Neben Sensibilisierungs- und Aufklärungsarbeit in Bezug auf Rechtsextremismus, Rassismus und Diskriminierung setzt sich der Verein für mehr Austausch zwischen den Wurznerinnen ein und möchte diese motivieren, selbst aktiv zu werden. Während Ersteres laut Glass schon gut funktioniert, sehe es bei der Beteiligung im Ort eher mau aus. Daran ist nicht zuletzt ein Narrativ schuld, das sich seit der Gründung des Vereins Ende der neunziger Jahre beharrlich hält: »Wir seien nicht aufgeschlossen, mit uns könne man nicht reden, wir wollten die Leute nur ideologisieren – das sind so die Bilder, die Leute von uns haben«, erzählt Glass, die in Wurzen gut vernetzt ist.

Wer für dieses Narrativ verantwortlich ist, lässt sich nicht genau sagen, Tatsache ist aber, dass es immer wieder Mobilisierungen gegen das NDK vonseiten der AfD und des Neuen Forums für Wurzen (NFW) gegeben hat. Grundsätzlich habe die Stadt dem Verein zwar keine Steine in den Weg gelegt, so Glass, aber eine öffentliche Kooperation habe es bisher – beispielsweise bei Veranstaltungen – nicht gegeben. Angesichts der vielen rechtsmotivierten Straftaten und Übergriffe in Wurzen wäre eine klare Haltung zu rechten Strukturen jedoch dringend notwendig: In den letzten Jahren wurden in der Stadt immer wieder Geflüchtete attackiert und Linke bedroht. Mehrere Wurzner Unternehmen stehen im Verdacht, von Rechten geführt zu werden, und auch die Verbindungen von Mitgliedern des Kampfsportvereins zur rechten Szene sind kein Geheimnis. Sind sich die Menschen in Wurzen dieser Strukturen nicht bewusst? »Ich würde sagen: In Wurzen passiert mehr im Hintergrund, weniger offensichtlich. Weshalb die Leute das wahrscheinlich nicht als Bedrohung wahrnehmen«, schätzt Glass die Situation ein.

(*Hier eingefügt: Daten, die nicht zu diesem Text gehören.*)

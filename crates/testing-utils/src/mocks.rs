//! In-memory implementations of the collaborator traits
//!
//! These doubles never touch a container runtime, a cron timer or a process.

use async_trait::async_trait;
use chrono::{DateTime, Utc};
use docker_cron_core::{
    CommandOutput, ContainerFilter, ContainerInfo, ContainerRuntime, ContainerSource,
    ExecutionBackend, JobDestination, JobScheduler, LifecycleEvent, LogEntry, ScheduledJob,
    SchedulerError, SchedulerResult,
};
use std::collections::{HashMap, VecDeque};
use std::sync::atomic::{AtomicUsize, Ordering};
use std::sync::{Arc, Mutex};
use std::time::Duration;
use tokio::sync::mpsc;

/// Container creation request recorded by InMemoryContainerSource
#[derive(Debug, Clone, PartialEq, Eq)]
pub struct CreatedContainer {
    pub id: String,
    pub image: String,
    pub name: String,
    pub command: String,
    pub execution_container: String,
    pub data_source_container: String,
}

/// Mock implementation of ContainerSource for testing
#[derive(Clone, Default)]
pub struct InMemoryContainerSource {
    containers: Arc<Mutex<Vec<ContainerInfo>>>,
    created: Arc<Mutex<Vec<CreatedContainer>>>,
    deleted: Arc<Mutex<Vec<String>>>,
    logs: Arc<Mutex<HashMap<String, Vec<String>>>>,
    subscribers: Arc<Mutex<Vec<mpsc::Sender<LifecycleEvent>>>>,
    fail_create: Arc<Mutex<bool>>,
    fail_list: Arc<Mutex<bool>>,
    list_calls: Arc<Mutex<usize>>,
}

impl InMemoryContainerSource {
    pub fn new() -> Self {
        Self::default()
    }

    pub fn with_containers(containers: Vec<ContainerInfo>) -> Self {
        let source = Self::new();
        *source.containers.lock().unwrap() = containers;
        source
    }

    pub fn add(&self, container: ContainerInfo) {
        self.containers.lock().unwrap().push(container);
    }

    pub fn remove(&self, id: &str) {
        self.containers.lock().unwrap().retain(|c| c.id != id);
    }

    pub fn set_logs(&self, container_id: &str, lines: Vec<&str>) {
        self.logs.lock().unwrap().insert(
            container_id.to_string(),
            lines.into_iter().map(String::from).collect(),
        );
    }

    pub fn fail_create(&self, fail: bool) {
        *self.fail_create.lock().unwrap() = fail;
    }

    /// Make `list_containers` fail until reset
    pub fn fail_list(&self, fail: bool) {
        *self.fail_list.lock().unwrap() = fail;
    }

    /// Number of `list_containers` calls, failed ones included
    pub fn list_calls(&self) -> usize {
        *self.list_calls.lock().unwrap()
    }

    /// Push a lifecycle event to every subscriber
    pub async fn emit(&self, event: LifecycleEvent) {
        let subscribers = self.subscribers.lock().unwrap().clone();
        for tx in subscribers {
            let _ = tx.send(event.clone()).await;
        }
    }

    /// Close every subscription
    pub fn close_subscriptions(&self) {
        self.subscribers.lock().unwrap().clear();
    }

    pub fn created(&self) -> Vec<CreatedContainer> {
        self.created.lock().unwrap().clone()
    }

    pub fn deleted(&self) -> Vec<String> {
        self.deleted.lock().unwrap().clone()
    }
}

#[async_trait]
impl ContainerSource for InMemoryContainerSource {
    async fn list_containers(&self, filter: &ContainerFilter) -> SchedulerResult<Vec<ContainerInfo>> {
        let fail = *self.fail_list.lock().unwrap();
        *self.list_calls.lock().unwrap() += 1;
        if fail {
            return Err(SchedulerError::runtime_error("无法列出容器"));
        }

        Ok(self
            .containers
            .lock()
            .unwrap()
            .iter()
            .filter(|c| filter.matches(&c.name))
            .cloned()
            .collect())
    }

    async fn subscribe_lifecycle_events(&self) -> SchedulerResult<mpsc::Receiver<LifecycleEvent>> {
        let (tx, rx) = mpsc::channel(64);
        self.subscribers.lock().unwrap().push(tx);
        Ok(rx)
    }

    async fn create_container(
        &self,
        image: &str,
        destination: &JobDestination,
        name: &str,
        command: &str,
    ) -> SchedulerResult<ContainerInfo> {
        if *self.fail_create.lock().unwrap() {
            return Err(SchedulerError::runtime_error(format!("无法创建容器 {name}")));
        }

        let mut created = self.created.lock().unwrap();
        let id = format!("created-{}", created.len() + 1);
        created.push(CreatedContainer {
            id: id.clone(),
            image: image.to_string(),
            name: name.to_string(),
            command: command.to_string(),
            execution_container: destination.execution_container.id.clone(),
            data_source_container: destination.data_source_container.id.clone(),
        });

        let mut attributes = HashMap::new();
        attributes.insert("id".to_string(), id);
        attributes.insert("name".to_string(), name.to_string());
        attributes.insert("image".to_string(), image.to_string());
        let info = ContainerInfo::from_attributes(attributes)?;
        self.containers.lock().unwrap().push(info.clone());
        Ok(info)
    }

    async fn delete_container(&self, id: &str) -> SchedulerResult<()> {
        self.deleted.lock().unwrap().push(id.to_string());
        self.remove(id);
        Ok(())
    }

    async fn fetch_logs(
        &self,
        container_id: &str,
        _since: DateTime<Utc>,
        _timeout: Duration,
    ) -> SchedulerResult<Vec<LogEntry>> {
        Ok(self
            .logs
            .lock()
            .unwrap()
            .get(container_id)
            .map(|lines| {
                lines
                    .iter()
                    .enumerate()
                    .map(|(i, line)| LogEntry::parse(i as u64 + 1, line))
                    .collect()
            })
            .unwrap_or_default())
    }
}

/// Registration recorded by RecordingScheduler
#[derive(Clone)]
pub struct Registration {
    pub id: String,
    pub cron_expr: String,
    pub job: Arc<dyn ScheduledJob>,
}

/// Mock implementation of JobScheduler for testing
///
/// Predictions come from a scripted list of fire dates filtered to the open interval (from, to).
#[derive(Clone, Default)]
pub struct RecordingScheduler {
    registrations: Arc<Mutex<Vec<Registration>>>,
    fire_dates: Arc<Mutex<Vec<DateTime<Utc>>>>,
    next_id: Arc<AtomicUsize>,
    running: Arc<Mutex<bool>>,
}

impl RecordingScheduler {
    pub fn new() -> Self {
        Self::default()
    }

    pub fn with_fire_dates(dates: Vec<DateTime<Utc>>) -> Self {
        let scheduler = Self::new();
        *scheduler.fire_dates.lock().unwrap() = dates;
        scheduler
    }

    pub fn registrations(&self) -> Vec<Registration> {
        self.registrations.lock().unwrap().clone()
    }

    pub fn is_running(&self) -> bool {
        *self.running.lock().unwrap()
    }

    /// Run every registered job once
    pub async fn fire_all(&self) {
        for registration in self.registrations() {
            registration.job.run().await;
        }
    }
}

#[async_trait]
impl JobScheduler for RecordingScheduler {
    async fn schedule(&self, cron_expr: &str, job: Arc<dyn ScheduledJob>) -> SchedulerResult<String> {
        if cron_expr.trim().is_empty() {
            return Err(SchedulerError::invalid_cron(cron_expr, "表达式为空"));
        }
        let id = format!("job-{}", self.next_id.fetch_add(1, Ordering::SeqCst) + 1);
        self.registrations.lock().unwrap().push(Registration {
            id: id.clone(),
            cron_expr: cron_expr.to_string(),
            job,
        });
        Ok(id)
    }

    async fn deschedule(&self, id: &str) -> SchedulerResult<()> {
        self.registrations.lock().unwrap().retain(|r| r.id != id);
        Ok(())
    }

    async fn count_of_scheduled_jobs(&self) -> usize {
        self.registrations.lock().unwrap().len()
    }

    fn predict_fire_dates(
        &self,
        cron_expr: &str,
        from: DateTime<Utc>,
        to: DateTime<Utc>,
    ) -> SchedulerResult<Vec<DateTime<Utc>>> {
        if cron_expr.trim().is_empty() {
            return Err(SchedulerError::invalid_cron(cron_expr, "表达式为空"));
        }
        Ok(self
            .fire_dates
            .lock()
            .unwrap()
            .iter()
            .filter(|d| **d > from && **d < to)
            .cloned()
            .collect())
    }

    async fn start(&self) -> SchedulerResult<()> {
        *self.running.lock().unwrap() = true;
        Ok(())
    }

    async fn stop(&self) -> SchedulerResult<()> {
        *self.running.lock().unwrap() = false;
        Ok(())
    }
}

/// Scripted outcome of a stop/remove call
#[derive(Debug, Clone, Copy, PartialEq, Eq)]
pub enum RuntimeResponse {
    Ok,
    NotFound,
    Fail,
}

/// Command recorded by RecordingBackend; `container` is None for host commands
#[derive(Debug, Clone, PartialEq, Eq)]
pub struct RecordedCommand {
    pub container: Option<String>,
    pub argv: Vec<String>,
}

/// Mock implementation of ExecutionBackend and ContainerRuntime for testing
#[derive(Clone, Default)]
pub struct RecordingBackend {
    commands: Arc<Mutex<Vec<RecordedCommand>>>,
    stop_responses: Arc<Mutex<VecDeque<RuntimeResponse>>>,
    remove_responses: Arc<Mutex<VecDeque<RuntimeResponse>>>,
    stop_calls: Arc<AtomicUsize>,
    remove_calls: Arc<AtomicUsize>,
    fail_commands: Arc<Mutex<bool>>,
}

impl RecordingBackend {
    pub fn new() -> Self {
        Self::default()
    }

    pub fn with_stop_responses(self, responses: Vec<RuntimeResponse>) -> Self {
        *self.stop_responses.lock().unwrap() = responses.into();
        self
    }

    pub fn with_remove_responses(self, responses: Vec<RuntimeResponse>) -> Self {
        *self.remove_responses.lock().unwrap() = responses.into();
        self
    }

    pub fn fail_commands(&self, fail: bool) {
        *self.fail_commands.lock().unwrap() = fail;
    }

    pub fn commands(&self) -> Vec<RecordedCommand> {
        self.commands.lock().unwrap().clone()
    }

    pub fn stop_calls(&self) -> usize {
        self.stop_calls.load(Ordering::SeqCst)
    }

    pub fn remove_calls(&self) -> usize {
        self.remove_calls.load(Ordering::SeqCst)
    }

    fn record(&self, container: Option<&str>, argv: &[String]) -> SchedulerResult<CommandOutput> {
        self.commands.lock().unwrap().push(RecordedCommand {
            container: container.map(String::from),
            argv: argv.to_vec(),
        });
        if *self.fail_commands.lock().unwrap() {
            return Err(SchedulerError::execution_error(format!("命令失败: {}", argv.join(" "))));
        }
        Ok(CommandOutput::success(""))
    }

    fn respond(queue: &Mutex<VecDeque<RuntimeResponse>>, id: &str) -> SchedulerResult<()> {
        match queue.lock().unwrap().pop_front().unwrap_or(RuntimeResponse::Ok) {
            RuntimeResponse::Ok => Ok(()),
            RuntimeResponse::NotFound => Err(SchedulerError::container_not_found(id)),
            RuntimeResponse::Fail => Err(SchedulerError::runtime_error(format!("操作失败: {id}"))),
        }
    }
}

#[async_trait]
impl ExecutionBackend for RecordingBackend {
    async fn run_command(&self, argv: &[String], container_id: &str) -> SchedulerResult<CommandOutput> {
        self.record(Some(container_id), argv)
    }

    async fn run_host_command(&self, argv: &[String]) -> SchedulerResult<CommandOutput> {
        self.record(None, argv)
    }
}

#[async_trait]
impl ContainerRuntime for RecordingBackend {
    async fn stop_container(&self, id: &str) -> SchedulerResult<()> {
        self.stop_calls.fetch_add(1, Ordering::SeqCst);
        Self::respond(&self.stop_responses, id)
    }

    async fn remove_container(&self, id: &str) -> SchedulerResult<()> {
        self.remove_calls.fetch_add(1, Ordering::SeqCst);
        Self::respond(&self.remove_responses, id)
    }
}
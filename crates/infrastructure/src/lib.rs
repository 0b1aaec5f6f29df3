//! 基础设施：本地进程执行、docker 命令行适配器、带重试的容器删除

pub mod cleanup_service;
pub mod docker_cli;
pub mod process;

pub use cleanup_service::{delete_with_retry, DeleteOutcome, RetryPolicy};
pub use docker_cli::{parse_event, parse_inspect, DockerCli};
pub use process::ProcessRunner;
//! 作业规划
//!
//! 为一个容器生成作业和命令组：
//! 1. 非批处理容器编译自身的步骤，Central 场景在批处理容器上执行，其余在自身执行；
//! 2. 从批处理容器继承步骤：普通容器继承 Local 场景，批处理容器自身继承 Central/Maven 场景，
//!    数据源始终是被规划的容器；
//! 3. 激活：含非空命令的命令组有效，含有效命令组的作业有效。

use std::collections::HashMap;
use std::sync::Arc;

use docker_cron_core::config::EvaluationConfig;
use docker_cron_core::{Container, ContainerInfo, ContainerRef, Scenario};
use tracing::{debug, info, warn};

use crate::attributes::AttributeResolver;
use crate::evaluation::{parameters_for, EvaluationFacade, EvaluatorRegistry};
use crate::steps::{StepCompiler, StepDescriptor};

const LOCAL_LEVELS: &[Scenario] = &[Scenario::Local];
const CENTRAL_LEVELS: &[Scenario] = &[Scenario::Central, Scenario::Maven];

/// 作业规划器
#[derive(Clone)]
pub struct JobPlanner {
    compiler: StepCompiler,
    registry: EvaluatorRegistry,
    config: EvaluationConfig,
}

impl JobPlanner {
    pub fn new(config: EvaluationConfig, registry: EvaluatorRegistry) -> Self {
        let resolver =
            AttributeResolver::new(config.default_script_engine.clone(), config.scripting_as_template);
        Self {
            compiler: StepCompiler::new(resolver),
            registry,
            config,
        }
    }

    /// 开始一轮规划，同一轮内批处理容器的步骤只编译一次
    pub fn pass<'a>(&'a self, batch: Option<&'a ContainerInfo>) -> PlanningPass<'a> {
        PlanningPass {
            planner: self,
            batch,
            compiled: HashMap::new(),
        }
    }

    /// 单独规划一个容器
    pub fn plan(&self, container: &mut Container, batch: Option<&ContainerInfo>) {
        self.pass(batch).plan(container);
    }

    /// 编译容器步骤（不生成作业）
    pub fn compile_steps(&self, container: &ContainerInfo, is_batch: bool) -> Vec<StepDescriptor> {
        self.compiler
            .compile_all(&container.name, &container.attributes, is_batch)
    }
}

impl Default for JobPlanner {
    fn default() -> Self {
        Self::new(EvaluationConfig::default(), EvaluatorRegistry::new())
    }
}

/// 一轮规划，缓存已编译的步骤
pub struct PlanningPass<'a> {
    planner: &'a JobPlanner,
    batch: Option<&'a ContainerInfo>,
    compiled: HashMap<(String, bool), Arc<Vec<StepDescriptor>>>,
}

impl<'a> PlanningPass<'a> {
    pub fn plan(&mut self, container: &mut Container) {
        let is_batch = self
            .batch
            .is_some_and(|batch| batch.id == container.info.id);

        // 每次规划都重新渲染命令，已有的作业和命令组只保留结构
        for job in &mut container.jobs {
            job.clear_commands();
        }

        if !is_batch {
            self.create_local_jobs(container);
        }
        self.create_central_jobs(container, is_batch);

        let valid = container
            .jobs
            .iter_mut()
            .map(|job| job.activate())
            .filter(|valid| *valid)
            .count();

        info!(
            "容器 {} 的作业规划完成: {} 个作业, {} 个有效",
            container.info,
            container.jobs.len(),
            valid
        );
        if valid > 0 {
            for (key, value) in &container.info.attributes {
                debug!(" -- {}: {}", key, value);
            }
        }
    }

    fn steps(&mut self, container: &ContainerInfo, is_batch: bool) -> Arc<Vec<StepDescriptor>> {
        let planner = self.planner;
        self.compiled
            .entry((container.id.clone(), is_batch))
            .or_insert_with(|| Arc::new(planner.compile_steps(container, is_batch)))
            .clone()
    }

    fn create_local_jobs(&mut self, container: &mut Container) {
        let steps = self.steps(&container.info, false);
        let own = container.info.reference();

        for step in steps.iter() {
            let execution = if step.is_central_executor() {
                match self.batch {
                    Some(batch) => batch.reference(),
                    None => {
                        warn!(
                            "没有批处理容器，容器 {} 的Central步骤 {} 被跳过",
                            container.info, step.job_name
                        );
                        continue;
                    }
                }
            } else {
                own.clone()
            };
            self.add_commands(container, step, execution);
        }
    }

    fn create_central_jobs(&mut self, container: &mut Container, is_batch: bool) {
        let Some(batch) = self.batch else {
            return;
        };

        let levels = if is_batch { CENTRAL_LEVELS } else { LOCAL_LEVELS };
        let steps = self.steps(batch, true);
        let own = container.info.reference();

        for step in steps.iter().filter(|s| levels.contains(&s.scenario)) {
            let execution = if step.is_central_executor() {
                batch.reference()
            } else {
                own.clone()
            };
            self.add_commands(container, step, execution);
        }
    }

    fn add_commands(&self, container: &mut Container, step: &StepDescriptor, execution: ContainerRef) {
        let config = &self.planner.config;
        let parameter_sets: Vec<HashMap<String, String>> =
            if config.expand_per_mount && !container.info.mounts.is_empty() {
                container
                    .info
                    .mounts
                    .iter()
                    .map(|volume| parameters_for(&container.info, Some(volume)))
                    .collect()
            } else {
                vec![parameters_for(&container.info, None)]
            };
        let data_source = container.info.reference();
        let container_name = container.info.name.clone();

        let job = container.find_job(&step.job_name, &step.schedule);
        let group = job.find_command_group(
            &execution,
            &data_source,
            Some(step.scenario),
            &step.script_engine,
            step.scripting_as_template,
        );

        for parameters in parameter_sets {
            let facade = match EvaluationFacade::new(
                &self.planner.registry,
                config,
                &step.script_engine,
                step.scripting_as_template,
                parameters,
            ) {
                Ok(facade) => facade,
                Err(e) => {
                    warn!("容器 {} 的步骤 {} 无法求值: {}", container_name, step.job_name, e);
                    continue;
                }
            };

            if !facade.is_valid(step.condition.as_deref()) {
                debug!(
                    "容器 {} 的步骤 {}({}) 条件不满足",
                    container_name, step.job_name, step.step_name
                );
                continue;
            }

            match facade.render(&step.command) {
                Ok(command) => {
                    if !group.add_command(command) {
                        debug!("步骤 {} 渲染结果为空，已忽略", step.job_name);
                    }
                }
                Err(e) => warn!("无法渲染命令 {}: {}", step.command, e),
            }
        }
    }
}

#[cfg(test)]
mod tests {
    use super::*;
    use docker_cron_core::Volume;

    fn container(id: &str, name: &str, labels: &[(&str, &str)]) -> ContainerInfo {
        let mut attributes: HashMap<String, String> = labels
            .iter()
            .map(|(k, v)| (k.to_string(), v.to_string()))
            .collect();
        attributes.insert("id".to_string(), id.to_string());
        attributes.insert("name".to_string(), name.to_string());
        ContainerInfo::from_attributes(attributes).unwrap()
    }

    #[test]
    fn test_single_step_yields_one_valid_job() {
        let planner = JobPlanner::default();
        let mut db = Container::new(container(
            "1",
            "db",
            &[
                ("job.backup.schedule", "0 1 * * *"),
                ("job.backup.condition", "true"),
                ("job.backup.command.dump", "pg_dump {name}"),
            ],
        ));

        planner.plan(&mut db, None);

        assert_eq!(db.jobs.len(), 1);
        let job = &db.jobs[0];
        assert!(job.is_valid());
        assert_eq!(job.command_groups().len(), 1);
        let group = &job.command_groups()[0];
        assert!(group.is_valid());
        assert!(group.destination.is_one_source());
        assert_eq!(group.scenario, Some(Scenario::Local));
        assert_eq!(group.commands(), ["pg_dump db".to_string()]);
    }

    #[test]
    fn test_false_condition_leaves_job_invalid() {
        let planner = JobPlanner::default();
        let mut db = Container::new(container(
            "1",
            "db",
            &[
                ("job.backup.schedule", "0 1 * * *"),
                ("job.backup.condition", "name == \"web\""),
                ("job.backup.command", "pg_dump"),
            ],
        ));

        planner.plan(&mut db, None);
        assert_eq!(db.valid_job_count(), 0);
    }

    #[test]
    fn test_central_step_without_batch_is_skipped() {
        let planner = JobPlanner::default();
        let mut db = Container::new(container(
            "1",
            "db",
            &[
                ("job.backup.schedule", "0 1 * * *"),
                ("job.backup.scenario", "Central"),
                ("job.backup.command", "pg_dump"),
            ],
        ));

        planner.plan(&mut db, None);
        assert!(db.jobs.is_empty());
    }

    #[test]
    fn test_central_step_runs_on_batch_container() {
        let planner = JobPlanner::default();
        let batch = container("b", "docker-cron", &[]);
        let mut db = Container::new(container(
            "1",
            "db",
            &[
                ("job.backup.schedule", "0 1 * * *"),
                ("job.backup.scenario", "Central"),
                ("job.backup.command", "backup {name}"),
            ],
        ));

        planner.plan(&mut db, Some(&batch));

        let group = &db.jobs[0].command_groups()[0];
        assert_eq!(group.destination.execution_container.id, "b");
        assert_eq!(group.destination.data_source_container.id, "1");
        assert!(group.destination.is_central_execution(Some("b")));
        assert_eq!(group.commands(), ["backup db".to_string()]);
    }

    #[test]
    fn test_batch_local_steps_propagate_to_other_containers() {
        let planner = JobPlanner::default();
        let batch_info = container(
            "b",
            "docker-cron",
            &[
                ("job.du.schedule", "0 3 * * *"),
                ("job.du.scenario", "Local"),
                ("job.du.command", "du -sh {volumes}"),
            ],
        );
        let mut batch = Container::new(batch_info.clone());
        let mut web = Container::new(container("w", "web", &[("volumes", "/srv")]));

        let mut pass = planner.pass(Some(&batch_info));
        pass.plan(&mut batch);
        pass.plan(&mut web);

        assert_eq!(batch.valid_job_count(), 0);
        assert_eq!(web.valid_job_count(), 1);
        let group = &web.jobs[0].command_groups()[0];
        assert!(group.destination.is_one_source());
        assert_eq!(group.commands(), ["du -sh /srv".to_string()]);
    }

    #[test]
    fn test_batch_central_steps_stay_on_batch() {
        let planner = JobPlanner::default();
        let batch_info = container(
            "b",
            "docker-cron",
            &[
                ("job.report.schedule", "0 4 * * *"),
                ("job.report.command", "report"),
            ],
        );
        let mut batch = Container::new(batch_info.clone());
        let mut web = Container::new(container("w", "web", &[]));

        let mut pass = planner.pass(Some(&batch_info));
        pass.plan(&mut batch);
        pass.plan(&mut web);

        assert_eq!(batch.valid_job_count(), 1);
        assert_eq!(web.valid_job_count(), 0);
        let group = &batch.jobs[0].command_groups()[0];
        assert_eq!(group.scenario, Some(Scenario::Central));
        assert!(group.destination.is_one_source());
    }

    #[test]
    fn test_steps_share_job_and_group() {
        let planner = JobPlanner::default();
        let mut db = Container::new(container(
            "1",
            "db",
            &[
                ("job.backup.schedule", "0 1 * * *"),
                ("job.backup.command.a", "one"),
                ("job.backup.command.b", "two"),
            ],
        ));

        planner.plan(&mut db, None);

        assert_eq!(db.jobs.len(), 1);
        assert_eq!(db.jobs[0].command_groups().len(), 1);
        let mut commands = db.jobs[0].commands();
        commands.sort();
        assert_eq!(commands, vec!["one".to_string(), "two".to_string()]);
    }

    #[test]
    fn test_replanning_does_not_duplicate_groups_or_commands() {
        let planner = JobPlanner::default();
        let mut db = Container::new(container(
            "1",
            "db",
            &[("job.backup.schedule", "0 1 * * *"), ("job.backup.command", "x")],
        ));

        planner.plan(&mut db, None);
        planner.plan(&mut db, None);

        assert_eq!(db.jobs.len(), 1);
        assert_eq!(db.jobs[0].command_groups().len(), 1);
        assert_eq!(db.jobs[0].commands(), vec!["x".to_string()]);
        assert!(db.jobs[0].is_valid());
    }

    #[test]
    fn test_replanning_with_batch_keeps_single_propagated_command() {
        let planner = JobPlanner::default();
        let batch = container(
            "b",
            "docker-cron",
            &[
                ("job.du.schedule", "0 3 * * *"),
                ("job.du.scenario", "Local"),
                ("job.du.command", "du -sh /"),
            ],
        );
        let mut web = Container::new(container("w", "web", &[]));

        planner.plan(&mut web, Some(&batch));
        planner.plan(&mut web, Some(&batch));

        assert_eq!(web.jobs.len(), 1);
        assert_eq!(web.jobs[0].commands(), vec!["du -sh /".to_string()]);
    }

    #[test]
    fn test_render_failure_skips_only_that_step() {
        let planner = JobPlanner::default();
        let mut db = Container::new(container(
            "1",
            "db",
            &[
                ("job.backup.schedule", "0 1 * * *"),
                ("job.backup.command.a", "broken {name"),
                ("job.backup.command.b", "fine"),
            ],
        ));

        planner.plan(&mut db, None);
        assert_eq!(db.jobs[0].commands(), vec!["fine".to_string()]);
    }

    #[test]
    fn test_unknown_engine_skips_step() {
        let planner = JobPlanner::default();
        let mut db = Container::new(container(
            "1",
            "db",
            &[
                ("job.backup.schedule", "0 1 * * *"),
                ("job.backup.scriptengine", "groovy"),
                ("job.backup.command", "x"),
            ],
        ));

        planner.plan(&mut db, None);
        assert_eq!(db.valid_job_count(), 0);
    }

    #[test]
    fn test_expand_per_mount() {
        let config = EvaluationConfig {
            expand_per_mount: true,
            ..EvaluationConfig::default()
        };
        let planner = JobPlanner::new(config, EvaluatorRegistry::new());
        let info = container(
            "1",
            "db",
            &[
                ("job.backup.schedule", "0 1 * * *"),
                ("job.backup.command", "tar czf /backup/{volume.name}.tgz {volume}"),
            ],
        )
        .with_mounts(vec![
            Volume::new("a", "/var/a", "/a", true),
            Volume::new("b", "/var/b", "/b", true),
        ]);
        let mut db = Container::new(info);

        planner.plan(&mut db, None);
        assert_eq!(
            db.jobs[0].commands(),
            vec![
                "tar czf /backup/a.tgz /a".to_string(),
                "tar czf /backup/b.tgz /b".to_string()
            ]
        );
    }
}
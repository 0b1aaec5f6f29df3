//! # Docker Cron Testing Utils
//!
//! Shared test doubles for the workspace crates:
//!
//! - **InMemoryContainerSource**: container listing, lifecycle events, creation, deletion and logs
//! - **RecordingScheduler**: records registrations and returns scripted fire-time predictions
//! - **RecordingBackend**: records executed commands and scripts stop/remove outcomes
//! - **ContainerBuilder**: builds `ContainerInfo` values with labels and mounts
//!
//! ```toml
//! [dev-dependencies]
//! docker-cron-testing-utils = { path = "../testing-utils" }
//! ```

pub mod builders;
pub mod mocks;

pub use builders::*;
pub use mocks::*;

Ein grundsätzliches Problem ist der Mangel an Räumen für junge Menschen: Neben dem Kampfsportverein, einem kaputten Skateplatz und einem fragwürdigen Jugendclub gibt es wenig Angebote. Viele junge Leute berichten außerdem, dass es für sie ein Problem sei, in die Ortskneipen zu gehen, weil es dort bereits nach dem ersten Bier Ärger gebe, erzählt Glass. Sie und ihr Team wollen das dringend ändern. Mit dem »Punkrocktresen« im Keller des NDK-Gebäudes am Domplatz – auch D5 genannt – bietet der Verein bereits seit über zwanzig Jahren eine echte Alternative. Musikerinnen, Geflüchtete, Punks und Neugierige versammeln sich dort immer mittwochs bei Bier, Pfeffi und Co. Auch die D5 wird argwöhnisch betrachtet.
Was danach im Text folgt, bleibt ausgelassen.